Saddam is reported to be held in Camp Cropper, a US jail at Baghdad’s international airport. Details of the time and place of the proceedings are being closely guarded, but according to the head of the Iraqi Special Tribunal, tomorrow’s court appearance will be filmed and televised.
“Saddam Hussein and 11 other detainees will be handed over to the Iraqi Government tomorrow and they will be charged by the judges the next day,” the interim Iraqi Prime Minister, Iyad Allawi, said yesterday, just one day after assuming legal control of Iraq from the departing US proconsul, Paul Bremer.
“The Multi-National Force has accepted our request (to guard the detainees), but Iraq maintains total sovereignty over them.”
It will be the first time that Saddam will have been seen by Iraqis since the bearded dictator was filmed having his teeth examined by US Army doctors after his arrest on December 13 last year.
“On the street people just won’t be able to believe that they are seeing this,” Salem Chalabi, head of the tribunal, said.
“There has been a suspicion among Iraqis that Saddam Hussein and other detainees are not going to get tried,” he said. “If people see that the rule of law is established, it will have a positive impact.”
The trial itself is unlikely to take place before next year because of the daunting task of assembling evidence and of finding witnesses prepared to give evidence against a man still regarded with fear.
Prosecutors also face sifting through more than 30 tonnes of documents relating to the former regime’s misdeeds, assembled by the coalition, Iraqi political parties and NGOs.
They include a document from 1983 describing procedures to be followed in killing 8,000 members of the Kurdish Barzani tribe and a taperecording of what sounds like Saddam ordering the killings, according to Mr Chalabi.
The tribunal is attempting to establish procedures for plea bargaining, as well as a witness protection programme under which those in danger could be given asylum outside Iraq.
“I know that I speak on behalf of all Iraqis when I say that I look forward to the day when these leaders of the former regime face justice,” Mr Allawi said.
Senior British officials told The Times this month that prosecutors are struggling to establish a conclusive legal case against Saddam because of the dictator’s habit of “power-laundering” – delegating responsibility for atrocities to junior lieutenants.
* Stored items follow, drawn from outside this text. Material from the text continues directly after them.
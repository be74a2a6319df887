//! Quote command

use anyhow::Result;
use std::path::Path;

use crate::format::{format_amount, format_erg, format_ratio};

use super::{connect, print_success, OperationKind};

/// Run the quote command
pub async fn run(config_path: &Path, kind: OperationKind, amount: &str) -> Result<()> {
    let operation = kind.with_amount(amount)?;
    let gluon = connect(config_path)?;
    let quote = gluon.quote(operation).await?;

    println!();
    print_success(&format!("Quote: {}", operation.name()));
    if quote.spend.stable > 0 || quote.spend.volatile > 0 {
        println!(
            "  You give:   {} stable, {} volatile",
            format_amount(quote.spend.stable),
            format_amount(quote.spend.volatile)
        );
    }
    if quote.receive.stable > 0 || quote.receive.volatile > 0 {
        println!(
            "  You get:    {} stable, {} volatile",
            format_amount(quote.receive.stable),
            format_amount(quote.receive.volatile)
        );
    }
    println!("  ERG value:  {}", format_erg(quote.erg_value));
    if let Some(factor) = quote.fee_factor {
        println!("  Fee factor: {}", format_ratio(factor));
    }

    println!();
    println!("Fees:");
    let fees = &quote.fees;
    let shares = &quote.shares;
    for (name, value, share) in [
        ("protocol", fees.protocol_fee, shares.protocol_fee),
        ("ui", fees.ui_fee, shares.ui_fee),
        ("oracle", fees.oracle_fee, shares.oracle_fee),
        ("miner", fees.miner_fee, shares.miner_fee),
        ("total", fees.total_fee, shares.total_fee),
    ] {
        println!("  {:<9} {} ({})", name, format_erg(value), format_ratio(share));
    }

    Ok(())
}
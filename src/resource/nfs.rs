//! Network file shares and the actions that act on them

use crate::api::{add_options, require_non_empty, Client, ListOptions, Response, Result};
use serde::{Deserialize, Serialize};
use serde_json::Value;

use super::actions::{action_request, Action, ActionRequest, ActionRoot};

const NFS_PATH: &str = "/v2/nfs";

pub const NFS_SHARE_CREATING: &str = "CREATING";
pub const NFS_SHARE_ACTIVE: &str = "ACTIVE";
pub const NFS_SHARE_FAILED: &str = "FAILED";
pub const NFS_SHARE_DELETED: &str = "DELETED";

#[derive(Debug, Clone, Default, PartialEq, Eq, Serialize, Deserialize)]
pub struct NfsShare {
    #[serde(default)]
    pub id: String,
    #[serde(default)]
    pub name: String,
    #[serde(default)]
    pub size_gib: u64,
    #[serde(default)]
    pub region: String,
    #[serde(default)]
    pub status: String,
    #[serde(default)]
    pub created_at: String,
    #[serde(default)]
    pub vpc_ids: Vec<String>,
    #[serde(default)]
    pub user_id: u64,
}

#[derive(Debug, Clone, Default, PartialEq, Eq, Serialize)]
pub struct NfsCreateRequest {
    pub name: String,
    pub size_gib: u64,
    pub region: String,
    #[serde(skip_serializing_if = "Vec::is_empty")]
    pub vpc_ids: Vec<String>,
    pub user_id: u64,
}

#[derive(Serialize)]
struct RegionFilter<'a> {
    #[serde(flatten)]
    list: &'a ListOptions,
    #[serde(skip_serializing_if = "str::is_empty")]
    region: &'a str,
}

#[derive(Deserialize)]
struct ShareRoot {
    share: NfsShare,
}

#[derive(Deserialize)]
struct SharesRoot {
    #[serde(default)]
    shares: Vec<NfsShare>,
}

pub struct NfsService<'a> {
    client: &'a Client,
}

impl<'a> NfsService<'a> {
    pub(crate) fn new(client: &'a Client) -> Self {
        Self { client }
    }

    /// Shares in `region`, or in every region when it is empty.
    pub async fn list(&self, opts: &ListOptions, region: &str) -> Result<(Vec<NfsShare>, Response)> {
        let path = add_options(NFS_PATH, &RegionFilter { list: opts, region })?;
        let (root, resp): (SharesRoot, _) = self.client.get(&path).await?;
        Ok((root.shares, resp))
    }

    pub async fn get(&self, id: &str) -> Result<(NfsShare, Response)> {
        let path = share_path(id)?;
        let (root, resp): (ShareRoot, _) = self.client.get(&path).await?;
        Ok((root.share, resp))
    }

    pub async fn create(&self, req: &NfsCreateRequest) -> Result<(NfsShare, Response)> {
        let (root, resp): (ShareRoot, _) = self.client.post(NFS_PATH, req).await?;
        Ok((root.share, resp))
    }

    pub async fn delete(&self, id: &str) -> Result<Response> {
        let path = share_path(id)?;
        self.client.delete(&path).await
    }
}

pub struct NfsActionsService<'a> {
    client: &'a Client,
}

impl<'a> NfsActionsService<'a> {
    pub(crate) fn new(client: &'a Client) -> Self {
        Self { client }
    }

    /// Grow the share to `size_gib`.
    pub async fn resize(&self, share_id: &str, size_gib: u64, region: &str) -> Result<(Action, Response)> {
        let mut req = action_request("resize");
        req.insert("region".to_string(), Value::from(region));
        req.insert("size".to_string(), Value::from(size_gib));
        self.perform(share_id, &req).await
    }

    pub async fn snapshot(
        &self,
        share_id: &str,
        snapshot_name: &str,
        region: &str,
    ) -> Result<(Action, Response)> {
        let mut req = action_request("snapshot");
        req.insert("name".to_string(), Value::from(snapshot_name));
        req.insert("region".to_string(), Value::from(region));
        self.perform(share_id, &req).await
    }

    async fn perform(&self, share_id: &str, req: &ActionRequest) -> Result<(Action, Response)> {
        let path = format!("{}/actions", share_path(share_id)?);
        let (root, resp): (ActionRoot, _) = self.client.post(&path, req).await?;
        Ok((root.action, resp))
    }
}

fn share_path(id: &str) -> Result<String> {
    require_non_empty("id", id)?;
    Ok(format!("{}/{}", NFS_PATH, urlencoding::encode(id)))
}

#[cfg(test)]
mod tests {
    use super::*;

    #[test]
    fn test_list_region_filter() {
        let opts = ListOptions {
            page: 2,
            ..Default::default()
        };
        let path = add_options(NFS_PATH, &RegionFilter { list: &opts, region: "atl1" }).unwrap();
        assert_eq!(path, "/v2/nfs?page=2&region=atl1");

        let path = add_options(NFS_PATH, &RegionFilter { list: &opts, region: "" }).unwrap();
        assert_eq!(path, "/v2/nfs?page=2");
    }

    #[test]
    fn test_create_omits_empty_vpcs() {
        let req = NfsCreateRequest {
            name: "test-nfs-share".to_string(),
            size_gib: 50,
            region: "atl1".to_string(),
            ..Default::default()
        };
        let body = serde_json::to_value(&req).unwrap();
        assert!(body.get("vpc_ids").is_none());
        assert_eq!(body["size_gib"], 50);
    }

    #[test]
    fn test_share_path_rejects_empty() {
        let err = share_path("").unwrap_err();
        assert_eq!(err.to_string(), "id is invalid because cannot be empty");
    }
}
Two months after the tribunal was appointed, Mr Chalabi is the only member to have been named publicly. A US educated lawyer and the nephew of the prominent Shia politician, Ahmed Chalabi, he has received death threats and is accompanied everywhere by bodyguards.
Half of the tribunal’s £40 million budget will be spent on security.
At their arraignment tomorrow, the 12 suspects will be allowed to appoint their own lawyers, or choose to accept court-appointed defence teams. Iraqi and foreign lawyers have expressed an interest in defending Saddam, arguing that the tribunal is illegitimate, with no sound basis in international law.
“The trial will be public and fair,” Mr Allawi promised yesterday.
“It will take a long time, and it will all be in public, heard and seen by everybody. . . I ask the Iraqi people to be patient as justice takes its course.”